Quando a escritora americana Nora Ephron morreu, em 2012, aos 71 anos, muitos amigos e conhecidos ficaram em choque e até irritados. Ela havia recebido o diagnóstico de síndrome mielodisplásica seis anos antes e, desde então, a doença havia evoluído para uma leucemia. Ephron manteve o diagnóstico em segredo e continuou trabalhando normalmente. Pessoas próximas a ela dizem que a escritora temia ser tratada de forma diferente caso seu entorno soubesse da doença.

É uma abordagem diametralmente oposta à escolhida pelo advogado Tiago Pitthan, morto neste domingo (5), aos 46 anos.
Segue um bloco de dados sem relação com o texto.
use chrono::{DateTime, FixedOffset};
use serde_json::Value;
use thiserror::Error;

use crate::models::payment::{PixCharge, StatusSnapshot};

#[derive(Debug, Error)]
pub enum NormalizationError {
    /// The provider reported success but the payload carried no usable
    /// transaction data. The raw body is kept for diagnosis only.
    #[error("Campo transaction_data não encontrado na resposta do Mercado Pago")]
    MissingTransactionData { received: Value },
}

// The provider's SDK and raw REST responses disagree on where the payment
// lives: at the top level, under `response`, or under `body`. First match
// wins; a new envelope shape is one more entry here.
static ENVELOPES: [Option<&str>; 3] = [None, Some("response"), Some("body")];

fn envelopes(raw: &Value) -> impl Iterator<Item = &Value> {
    ENVELOPES.iter().filter_map(move |key| match key {
        None => Some(raw),
        Some(k) => raw.get(k),
    })
}

fn probe<'a>(raw: &'a Value, field: &str) -> Option<&'a Value> {
    envelopes(raw)
        .find_map(|env| env.get(field))
        .filter(|v| !v.is_null())
}

fn string_field(raw: &Value, field: &str) -> Option<String> {
    probe(raw, field)
        .and_then(Value::as_str)
        .map(str::to_string)
}

// Payment ids arrive as numbers from the REST API and as strings from the
// SDK wrapper.
fn id_field(raw: &Value) -> Option<String> {
    match probe(raw, "id")? {
        Value::String(id) => Some(id.clone()),
        Value::Number(id) => Some(id.to_string()),
        _ => None,
    }
}

fn amount_field(raw: &Value, field: &str) -> Option<f64> {
    probe(raw, field).and_then(Value::as_f64)
}

fn date_field(raw: &Value, field: &str) -> Option<DateTime<FixedOffset>> {
    probe(raw, field)
        .and_then(Value::as_str)
        .and_then(|s| DateTime::parse_from_rfc3339(s).ok())
}

fn status_field(raw: &Value) -> String {
    string_field(raw, "status").unwrap_or_else(|| "pending".to_string())
}

/// Extracts the canonical charge from a creation response. A missing
/// `transaction_data.qr_code` is a hard failure: without the QR there is
/// nothing the payer can act on, so this never degrades into a partial
/// success.
pub fn normalize_charge(raw: &Value) -> Result<PixCharge, NormalizationError> {
    let tx_data = match probe(raw, "point_of_interaction").and_then(|poi| poi.get("transaction_data"))
    {
        Some(tx) => tx,
        None => {
            return Err(NormalizationError::MissingTransactionData {
                received: raw.clone(),
            })
        }
    };

    let qr_code = match tx_data.get("qr_code").and_then(Value::as_str) {
        Some(qr) if !qr.is_empty() => qr.to_string(),
        _ => {
            return Err(NormalizationError::MissingTransactionData {
                received: raw.clone(),
            })
        }
    };

    Ok(PixCharge {
        id: id_field(raw),
        qr_code,
        qr_code_base64: tx_data
            .get("qr_code_base64")
            .and_then(Value::as_str)
            .unwrap_or_default()
            .to_string(),
        amount: amount_field(raw, "transaction_amount"),
        status: status_field(raw),
        status_detail: string_field(raw, "status_detail"),
        ticket_url: tx_data
            .get("ticket_url")
            .and_then(Value::as_str)
            .map(str::to_string),
        expiration_date: date_field(raw, "date_of_expiration"),
        approved_at: date_field(raw, "date_approved"),
    })
}

/// Extracts the read-path view of a payment. Total over any successful
/// provider read: absent fields fall back instead of failing.
pub fn normalize_status(raw: &Value) -> StatusSnapshot {
    StatusSnapshot {
        id: id_field(raw),
        status: status_field(raw),
        status_detail: string_field(raw, "status_detail"),
        transaction_amount: amount_field(raw, "transaction_amount"),
        date_approved: date_field(raw, "date_approved"),
    }
}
Tiago ficou famoso por ter organizado um "velório em vida" em Campo Grande (MS). Inicialmente, o advogado havia organizado uma festa para cerca de cem convidados, mas o evento ganhou tração nas redes sociais e se tornou uma festa de rua com ao menos 400 pessoas.

O velório não teve nada de fúnebre. Contou com roda de samba, shows de rock, DJ, cerveja e dança. Tiago recebeu o público de braços abertos, trajando uma bermuda clara e uma camisa listrada com a frase "é melhor ser alegre que ser triste". A festa teve até uma coreografia ao som de "Um Morto Muito Louco", funk que fez sucesso dos anos 2000.

Para a psicóloga especializada em cuidados paliativos Silvana Aquino, a decisão de Tiago de fazer essa festa ainda em vida foi muito feliz. Ela diz que o evento abriu uma porta para que a morte possa ser um tema tratado abertamente, com humor. "A morte não é o oposto da vida. É a continuidade dela", afirma.